At this moment we don't have container instance with crashed/restarting ECS agent so we can only investigate it retrospectively. I can download all ecs agent's logs since container instance start as well as docker logs if you might need them. Just let me know.

Thank you.

richardpen commented 6 years ago

@anosulchik The log file may not contain useful information for this issue because the panic stack trace of the panic wasn't saved to the log file. If you see this issue again, I wish you could run docker logs -f ecs-agent until the agent stops, the panic information should be printed out at the end.

Thanks, Peng

anosulchik commented 6 years ago

THanks @richardpen. The problem here is that systemd script for ecs agent that comes with Amazon Linux restarts ecs container and deletes one that failed or crashed: https://github.com/segmentio/stack/blob/master/packer/ecs/root/etc/systemd/system/ecs-agent.service Since we run ecs agents in prod this setup is reasonable for us. But yeah, when the problem happens again -- before to recover container instance I'm going to collect container's logs for you. Thanks.

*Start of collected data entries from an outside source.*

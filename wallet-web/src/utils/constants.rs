//! Application constants
//!
//! One deployed contract pair per build; redeployments ship a new build
//! with these constants updated.

use alloy_primitives::{address, Address};

/// Deployed vesting vault contract.
pub const VESTING_CONTRACT: Address = address!("4c1f8e0ddd02b4a2aaa68dd7c40e09db370eab71");

/// Companion airdropper used by the owner panel's batch transfer.
pub const AIRDROP_CONTRACT: Address = address!("93d5fe12d08f1a2be05e4e0bf1bf9c2a2fe57e6c");

/// The single chain this deployment targets (Sei mainnet).
pub const TARGET_CHAIN_ID: u64 = shared::chains::SEI.id;

// Token display
pub const TOKEN_SYMBOL: &str = "VVT";
pub const TOKEN_DECIMALS: usize = 18;
/// Fractional digits shown for token amounts.
pub const DISPLAY_PRECISION: usize = 4;

/// Deadline for data-loading reads; expiry tells the user to refresh.
pub const REQUEST_TIMEOUT_MS: u32 = 60_000;

/// Poll cadence while waiting for a transaction's first confirmation.
pub const RECEIPT_POLL_MS: u64 = 2_000;

/// Vesting categories, indexed as the contract indexes them.
pub const CATEGORY_LABELS: &[&str] = &[
    "Seed",
    "Private",
    "Strategic",
    "Public",
    "Team",
    "Advisors",
    "Marketing",
    "Airdrop",
    "Reserve",
    "Liquidity",
    "Rewards",
    "Development",
];
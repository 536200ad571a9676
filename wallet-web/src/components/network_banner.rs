//! Wrong-network banner with guided switch.

use leptos::prelude::*;
use shared::chains::NetworkStatus;

use crate::state::network::NetworkGuard;
use crate::state::session::use_session;

#[component]
pub fn NetworkBanner() -> impl IntoView {
    let session = use_session();
    let guard = NetworkGuard::new(session);
    let (switching, set_switching) = signal(false);

    view! {
        {move || match guard.status() {
            NetworkStatus::Mismatched { current, target } => view! {
                <div class="banner banner-warning">
                    <span>
                        {format!("Your wallet is on {current}; this dashboard requires {target}.")}
                    </span>
                    <button
                        class="btn btn-small"
                        disabled=move || switching.get()
                        on:click=move |_| {
                            set_switching.set(true);
                            leptos::task::spawn_local(async move {
                                guard.switch_to_target().await;
                                set_switching.set(false);
                            });
                        }
                    >
                        {move || if switching.get() { "Switching..." } else { "Switch network" }}
                    </button>
                </div>
            }
            .into_any(),
            NetworkStatus::Matched | NetworkStatus::Unknown => ().into_any(),
        }}
    }
}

alexhall commented 6 years ago

@richardpen I'm not sure whether or not we had health checks enabled, but the behavior does match that described in #1237 and I can confirm that we have not seen these errors recur since upgrading to 1.17.1 a week ago.

fractos commented 6 years ago

Hi, not sure whether it helps, but we hit this issue this morning with 1.17.0 but no panic was seen in the ecs-agent docker logs. It seemed to have the "Unable to retrieve stats for container" issue for about an hour before everything went dark. SSH stopped working too. However, in /var/log/messages the following started appearing around the same time, which makes me think that it was caused not by the health check but by an ambient memory issue. Anyway, thought someone might find it useful.

Mar  8 03:35:03 ip-172-31-6-227 kernel: [768394.589284] Threadpool work: page allocation stalls for 10004ms, order:1, mode:0x26040c0(GFP_KERNEL|__GFP_COMP|__GFP_NOTRACK)
Mar  8 03:35:04 ip-172-31-6-227 kernel: [768394.597963] CPU: 2 PID: 18895 Comm: Threadpool work Tainted: G            E   4.9.75-25.55.amzn1.x86_64 #1
Mar  8 03:35:05 ip-172-31-6-227 kernel: [768394.601948] Hardware name: Xen HVM domU, BIOS 4.2.amazon 08/24/2006
Mar  8 03:35:05 ip-172-31-6-227 kernel: [768394.607255]  ffffc90001ae3a00 ffffffff8130205c ffffffff817bbbd0 0000000000000001
Mar  8 03:35:06 ip-172-31-6-227 kernel: [768394.611060]  ffffc90001ae3a80 ffffffff8118585b 026040c0b7460000 ffffffff817bbbd0
Mar  8 03:35:07 ip-172-31-6-227 kernel: [768394.611060]  ffffc90001ae3a28 0000000000000010 ffffc90001ae3a90 ffffc90001ae3a40
Mar  8 03:35:08 ip-172-31-6-227 kernel: [768394.611060] Call Trace:
Mar  8 03:35:08 ip-172-31-6-227 kernel: [768394.611060]  [<ffffffff8130205c>] dump_stack+0x63/0x87
Mar  8 03:35:08 ip-172-31-6-227 kernel: [768394.611060]  [<ffffffff8118585b>] warn_alloc+0x11b/0x150
Mar  8 03:35:10 ip-172-31-6-227 kernel: [768394.611060]  [<ffffffff811855a2>] ? __alloc_pages_direct_compact+0x52/0x100
Mar  8 03:35:10 ip-172-31-6-227 kernel: [768394.611060]  [<ffffffff81186244>] __alloc_pages_slowpath+0x934/0xb80
Mar  8 03:35:11 ip-172-31-6-227 kernel: [768394.611060]  [<ffffffff81186673>] __alloc_pages_nodemask+0x1e3/0x250

The server has been replaced and is now running 1.17.1.

aaithal commented 6 years ago

Hi all, please let us know if you run into this again with 1.17.2 version of ECS agent. Closing this issue for now.

Thanks, Anirudh

vvs82 commented 5 years ago

Hi All! We have run into this issue with 1.29.0 version of ECS agent.